We can see why this is called a box and whiskers plot. There are four components of each box and whiskers:

The horizontal line inside the box is the sample median of the numeric variable—a measure of its central tendency. This allows us to compare the most likely value of the numeric variable across the different categories.
The boxes display the interquartile range (IQR) of the numeric variable in each category, i.e. the middle 50% of each group. This allows us to compare the spread (=dispersion) of the numeric values across categories.
The vertical lines above and below each box are the “whiskers”. The interpretation of these depends on which kind of box plot we are making. ggplot2 produces a traditional Tukey box plot by default. Each whisker is drawn from each end of the box (the upper and lower quartiles) to a well-defined extreme point. To find where the upper whisker ends, we have to find the largest observation that is no more than 1.5 times the IQR above the upper quartile. The lower whisker ends at the most extreme point that is no more than 1.5 times the IQR below the lower quartile.
Any cases that do not fall inside the whiskers are plotted as an individual point. These may be outliers, although they could also be perfectly consistent with the wider distribution.

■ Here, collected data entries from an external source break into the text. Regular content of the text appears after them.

// Ping-pong loop for one side.
//
// Server: write slot b with b -> send b -> receive next b.
// Client: receive b -> check slot b is all b -> send b+1.
// Each side counts one round trip per step. The two processes strictly
// alternate because neither touches a slot until the token for it arrives.

use std::convert::Infallible;
use std::fmt;
use std::io::{Read, Write};
use std::net::{TcpListener, TcpStream};
use std::str::FromStr;
use std::thread;
use std::time::Duration;

use tracing::{debug, info, trace};

use crate::channel::{self, ControlChannel};
use crate::clock::{Clock, MonotonicClock};
use crate::config::Config;
use crate::error::Result;
use crate::rate::RateMeter;
use crate::shm::SharedBuffer;
use crate::token::Token;

#[derive(Debug, Clone, Copy, PartialEq, Eq)]
pub enum Role {
    Server,
    Client,
}

impl fmt::Display for Role {
    fn fmt(&self, f: &mut fmt::Formatter<'_>) -> fmt::Result {
        match self {
            Role::Server => f.write_str("server"),
            Role::Client => f.write_str("client"),
        }
    }
}

impl FromStr for Role {
    type Err = ();

    fn from_str(s: &str) -> std::result::Result<Self, ()> {
        match s {
            "server" => Ok(Role::Server),
            "client" => Ok(Role::Client),
            _ => Err(()),
        }
    }
}

pub struct Driver<S: Read + Write = TcpStream, C: Clock = MonotonicClock> {
    role: Role,
    buffer: SharedBuffer,
    channel: ControlChannel<S>,
    meter: RateMeter<C>,
    // Server: token to publish next. Client: last token sent back.
    token: Token,
    throttle: Option<Duration>,
}

impl Driver {
    /// Create the buffer, then wait for the one client.
    pub fn server(config: &Config) -> Result<Self> {
        let buffer = SharedBuffer::create(&config.shm_name)?;
        let listener = channel::listen(config.addr, config.backlog)?;
        Self::serve(buffer, &listener)
    }

    /// Accept a single connection on an already bound listener.
    pub fn serve(buffer: SharedBuffer, listener: &TcpListener) -> Result<Self> {
        let channel = channel::accept(listener)?;
        println!("server accepted");
        Ok(Self::from_parts(Role::Server, buffer, channel, MonotonicClock))
    }

    /// Connect first, then open the buffer the server already created.
    pub fn client(config: &Config) -> Result<Self> {
        let channel = channel::connect(config.addr)?;
        println!("client connected");
        let buffer = SharedBuffer::open(&config.shm_name)?;
        Ok(Self::from_parts(Role::Client, buffer, channel, MonotonicClock).with_throttle(config.throttle))
    }
}

impl<S: Read + Write, C: Clock> Driver<S, C> {
    pub fn from_parts(role: Role, buffer: SharedBuffer, channel: ControlChannel<S>, clock: C) -> Self {
        Self {
            role,
            buffer,
            channel,
            meter: RateMeter::new(clock),
            token: Token::ZERO,
            throttle: None,
        }
    }

    /// Client only: sleep this long after every round trip.
    pub fn with_throttle(mut self, throttle: Option<Duration>) -> Self {
        self.throttle = throttle;
        self
    }

    pub fn role(&self) -> Role {
        self.role
    }

    pub fn token(&self) -> Token {
        self.token
    }

    pub fn roundtrips(&self) -> u64 {
        self.meter.total()
    }

    pub fn channel(&self) -> &ControlChannel<S> {
        &self.channel
    }

    pub fn buffer(&self) -> &SharedBuffer {
        &self.buffer
    }

    /// One full round trip for this role.
    pub fn step(&mut self) -> Result<Token> {
        match self.role {
            Role::Server => self.serve_once()?,
            Role::Client => self.consume_once()?,
        }

        if let Some(report) = self.meter.record_event() {
            println!("roundtrips per second={:.1}", report.roundtrips as f64);
            debug!(
                role = %self.role,
                roundtrips = report.roundtrips,
                elapsed_ns = report.elapsed_ns,
                per_second = report.per_second(),
                "rate window closed"
            );
        }

        if self.role == Role::Client {
            if let Some(pause) = self.throttle {
                thread::sleep(pause);
            }
        }

        Ok(self.token)
    }

    fn serve_once(&mut self) -> Result<()> {
        let b = self.token;
        self.buffer.write_slot(b.slot(), b.fill())?;
        self.buffer.publish();
        self.channel.send_token(b)?;
        self.token = self.channel.receive_token()?;
        trace!(sent = %b, received = %self.token, "server round trip");
        Ok(())
    }

    fn consume_once(&mut self) -> Result<()> {
        let b = self.channel.receive_token()?;
        self.buffer.acquire();
        self.buffer.verify_slot(b.slot(), b.fill())?;
        let next = b.next();
        self.channel.send_token(next)?;
        self.token = next;
        trace!(received = %b, sent = %next, "client round trip");
        Ok(())
    }

    pub fn run_cycles(&mut self, cycles: u64) -> Result<()> {
        for _ in 0..cycles {
            self.step()?;
        }
        info!(role = %self.role, cycles, token = %self.token, "bounded run complete");
        Ok(())
    }

    /// Loop until something fails; there is no other way out.
    pub fn run(&mut self) -> Result<Infallible> {
        info!(role = %self.role, shm = %self.buffer.name(), "entering round-trip loop");
        loop {
            self.step()?;
        }
    }
}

The resulting plot compactly summarises the distribution of the numeric variable within categories. It provides information about the central tendency, dispersion and skewness of each distribution. We also get a sense of whether there are potential outliers by noting the presence of individual points outside the whiskers.

What does the above plot tell us about body mass and species? It shows the body mass distributions of Chinstrap and Adelie penguins are very similar, in terms of both central tendency and dispersion. In contrast, Gentoo penguins are generally larger and exhibit great absolute variation. The Gentoo body mass distribution is also the only one that seems to display much skew.

16.3.1 Alternatives to box and whiskers plots

Box and whiskers plots are a good choice for exploring categorical-numerical associations. They provide a lot of information about how the distribution of the numeric variable changes across categories. Sometimes we may want to squeeze even more information about these distributions into a plot. One way to do this is to make multiple histograms.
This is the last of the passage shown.